Exercise objective: Nothing in the data may be altered as it is transcribed.

Data for this task:

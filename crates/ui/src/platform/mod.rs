mod speech;

pub use speech::{WebSpeechNarrator, speech_supported};
use dioxus::prelude::*;
use dioxus_router::Router;

use crate::routes::Route;

#[component]
pub fn App() -> Element {
    rsx! {
        document::Stylesheet { href: asset!("/assets/style.css") }

        // Stable OS/window title. Per-route titles are rendered inside the right pane.
        document::Title { "Woodland Guide" }

        div { class: "app-root",
            ErrorBoundary {
                handle_error: |errors: ErrorContext| rsx! {
                    div { class: "fatal",
                        h1 { "Something went wrong" }
                        pre { "{errors:?}" }
                    }
                },
                Router::<Route> {}
            }
        }
    }
}
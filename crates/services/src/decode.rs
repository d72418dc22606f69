//! Turning uploaded files into displayable image sources.

use async_trait::async_trait;
use base64::{Engine as _, engine::general_purpose::STANDARD};
use futures::future::join_all;
use tracing::warn;
use woodland_core::model::ImageSource;

use crate::error::DecodeError;

/// Uploads larger than this are refused by `DataUrlDecoder::default()`.
pub const DEFAULT_MAX_UPLOAD_BYTES: usize = 16 * 1024 * 1024;

/// Raw file picked by the user.
#[derive(Debug, Clone, PartialEq, Eq)]
pub struct UploadFile {
    pub name: String,
    pub bytes: Vec<u8>,
}

impl UploadFile {
    pub fn new(name: impl Into<String>, bytes: impl Into<Vec<u8>>) -> Self {
        Self {
            name: name.into(),
            bytes: bytes.into(),
        }
    }
}

/// Outcome of decoding one file, tagged with its name.
#[derive(Debug, Clone, PartialEq, Eq)]
pub struct DecodedUpload {
    pub file_name: String,
    pub result: Result<ImageSource, DecodeError>,
}

impl DecodedUpload {
    /// A file whose bytes never reached the decoder.
    pub fn unreadable(file_name: impl Into<String>, reason: impl Into<String>) -> Self {
        Self {
            file_name: file_name.into(),
            result: Err(DecodeError::Unreadable(reason.into())),
        }
    }
}

#[async_trait]
pub trait FileDecoder: Send + Sync {
    async fn decode(&self, file: &UploadFile) -> Result<ImageSource, DecodeError>;
}

/// Encodes recognised image files as `data:` URLs.
#[derive(Debug, Clone, Copy)]
pub struct DataUrlDecoder {
    max_bytes: usize,
}

impl Default for DataUrlDecoder {
    fn default() -> Self {
        Self {
            max_bytes: DEFAULT_MAX_UPLOAD_BYTES,
        }
    }
}

impl DataUrlDecoder {
    #[must_use]
    pub fn with_max_bytes(max_bytes: usize) -> Self {
        Self { max_bytes }
    }

    #[must_use]
    pub fn max_bytes(&self) -> usize {
        self.max_bytes
    }
}

#[async_trait]
impl FileDecoder for DataUrlDecoder {
    async fn decode(&self, file: &UploadFile) -> Result<ImageSource, DecodeError> {
        if file.bytes.is_empty() {
            return Err(DecodeError::Empty);
        }
        if file.bytes.len() > self.max_bytes {
            return Err(DecodeError::TooLarge {
                size: file.bytes.len(),
                max: self.max_bytes,
            });
        }
        let mime = sniff_mime(&file.name, &file.bytes).ok_or(DecodeError::UnsupportedFormat)?;
        let encoded = STANDARD.encode(&file.bytes);
        Ok(ImageSource::data_url(format!("data:{mime};base64,{encoded}"))?)
    }
}

fn sniff_mime(name: &str, bytes: &[u8]) -> Option<&'static str> {
    match bytes {
        [0x89, b'P', b'N', b'G', ..] => Some("image/png"),
        [0xFF, 0xD8, 0xFF, ..] => Some("image/jpeg"),
        [b'G', b'I', b'F', b'8', ..] => Some("image/gif"),
        [b'R', b'I', b'F', b'F', _, _, _, _, b'W', b'E', b'B', b'P', ..] => Some("image/webp"),
        [b'B', b'M', ..] => Some("image/bmp"),
        _ if name.to_ascii_lowercase().ends_with(".svg") => Some("image/svg+xml"),
        _ => None,
    }
}

/// One entry of a file selection: its bytes, or why they could not be read.
#[derive(Debug, Clone, PartialEq, Eq)]
pub enum SelectedFile {
    Read(UploadFile),
    Unreadable { name: String, reason: String },
}

async fn decode_one(decoder: &dyn FileDecoder, file: &UploadFile) -> DecodedUpload {
    let result = decoder.decode(file).await;
    if let Err(err) = &result {
        warn!(file = %file.name, error = %err, "upload decode failed");
    }
    DecodedUpload {
        file_name: file.name.clone(),
        result,
    }
}

/// Decode every file concurrently.
///
/// Results come back in the order the files were given, regardless of which
/// decode finishes first.
pub async fn decode_uploads(decoder: &dyn FileDecoder, files: Vec<UploadFile>) -> Vec<DecodedUpload> {
    join_all(files.iter().map(|file| decode_one(decoder, file))).await
}

/// Like `decode_uploads`, with unreadable entries kept in their slot.
pub async fn decode_selection(
    decoder: &dyn FileDecoder,
    files: Vec<SelectedFile>,
) -> Vec<DecodedUpload> {
    let decodes = files.iter().map(|file| async move {
        match file {
            SelectedFile::Read(file) => decode_one(decoder, file).await,
            SelectedFile::Unreadable { name, reason } => {
                DecodedUpload::unreadable(name.clone(), reason.clone())
            }
        }
    });
    join_all(decodes).await
}

#[cfg(test)]
mod tests {
    use super::*;

    const PNG_HEADER: &[u8] = &[0x89, b'P', b'N', b'G', 0x0D, 0x0A, 0x1A, 0x0A];

    #[tokio::test]
    async fn png_becomes_base64_data_url() {
        let decoder = DataUrlDecoder::default();
        let source = decoder
            .decode(&UploadFile::new("fern.png", PNG_HEADER))
            .await
            .unwrap();

        assert_eq!(source.as_src(), "data:image/png;base64,iVBORw0KGgo=");
    }

    #[tokio::test]
    async fn svg_is_recognised_by_name() {
        let decoder = DataUrlDecoder::default();
        let source = decoder
            .decode(&UploadFile::new("Leaf.SVG", "<svg/>"))
            .await
            .unwrap();
        assert!(source.as_src().starts_with("data:image/svg+xml;base64,"));
    }

    #[tokio::test]
    async fn rejects_empty_oversized_and_unknown_files() {
        let decoder = DataUrlDecoder::with_max_bytes(8);

        assert_eq!(
            decoder.decode(&UploadFile::new("a.png", Vec::<u8>::new())).await,
            Err(DecodeError::Empty)
        );
        assert_eq!(
            decoder
                .decode(&UploadFile::new("b.png", vec![0x89_u8; 9]))
                .await,
            Err(DecodeError::TooLarge { size: 9, max: 8 })
        );
        assert_eq!(
            decoder.decode(&UploadFile::new("notes.txt", "hello")).await,
            Err(DecodeError::UnsupportedFormat)
        );
    }

    #[test]
    fn sniffs_common_image_headers() {
        assert_eq!(sniff_mime("x", &[0xFF, 0xD8, 0xFF, 0xE0]), Some("image/jpeg"));
        assert_eq!(sniff_mime("x", b"GIF89a"), Some("image/gif"));
        assert_eq!(sniff_mime("x", b"RIFF\0\0\0\0WEBPVP8 "), Some("image/webp"));
        assert_eq!(sniff_mime("x", b"BM\0\0"), Some("image/bmp"));
        assert_eq!(sniff_mime("photo.jpg", b"plain text"), None);
    }
}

Exercise result:
filename crates/ui/src/platform/mod.rs
mod speech;

pub use speech::{WebSpeechNarrator, speech_supported};
use dioxus::prelude::*;
use dioxus_router::Router;

use crate::routes::Route;

#[component]
pub fn App() -> Element {
    rsx! {
        document::Stylesheet { href: asset!("/assets/style.css") }

        // Stable OS/window title. Per-route titles are rendered inside the right pane.
        document::Title { "Woodland Guide" }

        div { class: "app-root",
            ErrorBoundary {
                handle_error: |errors: ErrorContext| rsx! {
                    div { class: "fatal",
                        h1 { "Something went wrong" }
                        pre { "{errors:?}" }
                    }
                },
                Router::<Route> {}
            }
        }
    }
}
filename crates/services/src/decode.rs
repository d72418dc22606f69
//! Turning uploaded files into displayable image sources.

use async_trait::async_trait;
use base64::{Engine as _, engine::general_purpose::STANDARD};
use futures::future::join_all;
use tracing::warn;
use woodland_core::model::ImageSource;

use crate::error::DecodeError;

/// Uploads larger than this are refused by `DataUrlDecoder::default()`.
pub const DEFAULT_MAX_UPLOAD_BYTES: usize = 16 * 1024 * 1024;

/// Raw file picked by the user.
#[derive(Debug, Clone, PartialEq, Eq)]
pub struct UploadFile {
    pub name: String,
    pub bytes: Vec<u8>,
}

impl UploadFile {
    pub fn new(name: impl Into<String>, bytes: impl Into<Vec<u8>>) -> Self {
        Self {
            name: name.into(),
            bytes: bytes.into(),
        }
    }
}

/// Outcome of decoding one file, tagged with its name.
#[derive(Debug, Clone, PartialEq, Eq)]
pub struct DecodedUpload {
    pub file_name: String,
    pub result: Result<ImageSource, DecodeError>,
}

impl DecodedUpload {
    /// A file whose bytes never reached the decoder.
    pub fn unreadable(file_name: impl Into<String>, reason: impl Into<String>) -> Self {
        Self {
            file_name: file_name.into(),
            result: Err(DecodeError::Unreadable(reason.into())),
        }
    }
}

#[async_trait]
pub trait FileDecoder: Send + Sync {
    async fn decode(&self, file: &UploadFile) -> Result<ImageSource, DecodeError>;
}

/// Encodes recognised image files as `data:` URLs.
#[derive(Debug, Clone, Copy)]
pub struct DataUrlDecoder {
    max_bytes: usize,
}

impl Default for DataUrlDecoder {
    fn default() -> Self {
        Self {
            max_bytes: DEFAULT_MAX_UPLOAD_BYTES,
        }
    }
}

impl DataUrlDecoder {
    #[must_use]
    pub fn with_max_bytes(max_bytes: usize) -> Self {
        Self { max_bytes }
    }

    #[must_use]
    pub fn max_bytes(&self) -> usize {
        self.max_bytes
    }
}

#[async_trait]
impl FileDecoder for DataUrlDecoder {
    async fn decode(&self, file: &UploadFile) -> Result<ImageSource, DecodeError> {
        if file.bytes.is_empty() {
            return Err(DecodeError::Empty);
        }
        if file.bytes.len() > self.max_bytes {
            return Err(DecodeError::TooLarge {
                size: file.bytes.len(),
                max: self.max_bytes,
            });
        }
        let mime = sniff_mime(&file.name, &file.bytes).ok_or(DecodeError::UnsupportedFormat)?;
        let encoded = STANDARD.encode(&file.bytes);
        Ok(ImageSource::data_url(format!("data:{mime};base64,{encoded}"))?)
    }
}

fn sniff_mime(name: &str, bytes: &[u8]) -> Option<&'static str> {
    match bytes {
        [0x89, b'P', b'N', b'G', ..] => Some("image/png"),
        [0xFF, 0xD8, 0xFF, ..] => Some("image/jpeg"),
        [b'G', b'I', b'F', b'8', ..] => Some("image/gif"),
        [b'R', b'I', b'F', b'F', _, _, _, _, b'W', b'E', b'B', b'P', ..] => Some("image/webp"),
        [b'B', b'M', ..] => Some("image/bmp"),
        _ if name.to_ascii_lowercase().ends_with(".svg") => Some("image/svg+xml"),
        _ => None,
    }
}

/// One entry of a file selection: its bytes, or why they could not be read.
#[derive(Debug, Clone, PartialEq, Eq)]
pub enum SelectedFile {
    Read(UploadFile),
    Unreadable { name: String, reason: String },
}

async fn decode_one(decoder: &dyn FileDecoder, file: &UploadFile) -> DecodedUpload {
    let result = decoder.decode(file).await;
    if let Err(err) = &result {
        warn!(file = %file.name, error = %err, "upload decode failed");
    }
    DecodedUpload {
        file_name: file.name.clone(),
        result,
    }
}

/// Decode every file concurrently.
///
/// Results come back in the order the files were given, regardless of which
/// decode finishes first.
pub async fn decode_uploads(decoder: &dyn FileDecoder, files: Vec<UploadFile>) -> Vec<DecodedUpload> {
    join_all(files.iter().map(|file| decode_one(decoder, file))).await
}

/// Like `decode_uploads`, with unreadable entries kept in their slot.
pub async fn decode_selection(
    decoder: &dyn FileDecoder,
    files: Vec<SelectedFile>,
) -> Vec<DecodedUpload> {
    let decodes = files.iter().map(|file| async move {
        match file {
            SelectedFile::Read(file) => decode_one(decoder, file).await,
            SelectedFile::Unreadable { name, reason } => {
                DecodedUpload::unreadable(name.clone(), reason.clone())
            }
        }
    });
    join_all(decodes).await
}

#[cfg(test)]
mod tests {
    use super::*;

    const PNG_HEADER: &[u8] = &[0x89, b'P', b'N', b'G', 0x0D, 0x0A, 0x1A, 0x0A];

    #[tokio::test]
    async fn png_becomes_base64_data_url() {
        let decoder = DataUrlDecoder::default();
        let source = decoder
            .decode(&UploadFile::new("fern.png", PNG_HEADER))
            .await
            .unwrap();

        assert_eq!(source.as_src(), "data:image/png;base64,iVBORw0KGgo=");
    }

    #[tokio::test]
    async fn svg_is_recognised_by_name() {
        let decoder = DataUrlDecoder::default();
        let source = decoder
            .decode(&UploadFile::new("Leaf.SVG", "<svg/>"))
            .await
            .unwrap();
        assert!(source.as_src().starts_with("data:image/svg+xml;base64,"));
    }

    #[tokio::test]
    async fn rejects_empty_oversized_and_unknown_files() {
        let decoder = DataUrlDecoder::with_max_bytes(8);

        assert_eq!(
            decoder.decode(&UploadFile::new("a.png", Vec::<u8>::new())).await,
            Err(DecodeError::Empty)
        );
        assert_eq!(
            decoder
                .decode(&UploadFile::new("b.png", vec![0x89_u8; 9]))
                .await,
            Err(DecodeError::TooLarge { size: 9, max: 8 })
        );
        assert_eq!(
            decoder.decode(&UploadFile::new("notes.txt", "hello")).await,
            Err(DecodeError::UnsupportedFormat)
        );
    }

    #[test]
    fn sniffs_common_image_headers() {
        assert_eq!(sniff_mime("x", &[0xFF, 0xD8, 0xFF, 0xE0]), Some("image/jpeg"));
        assert_eq!(sniff_mime("x", b"GIF89a"), Some("image/gif"));
        assert_eq!(sniff_mime("x", b"RIFF\0\0\0\0WEBPVP8 "), Some("image/webp"));
        assert_eq!(sniff_mime("x", b"BM\0\0"), Some("image/bmp"));
        assert_eq!(sniff_mime("photo.jpg", b"plain text"), None);
    }
}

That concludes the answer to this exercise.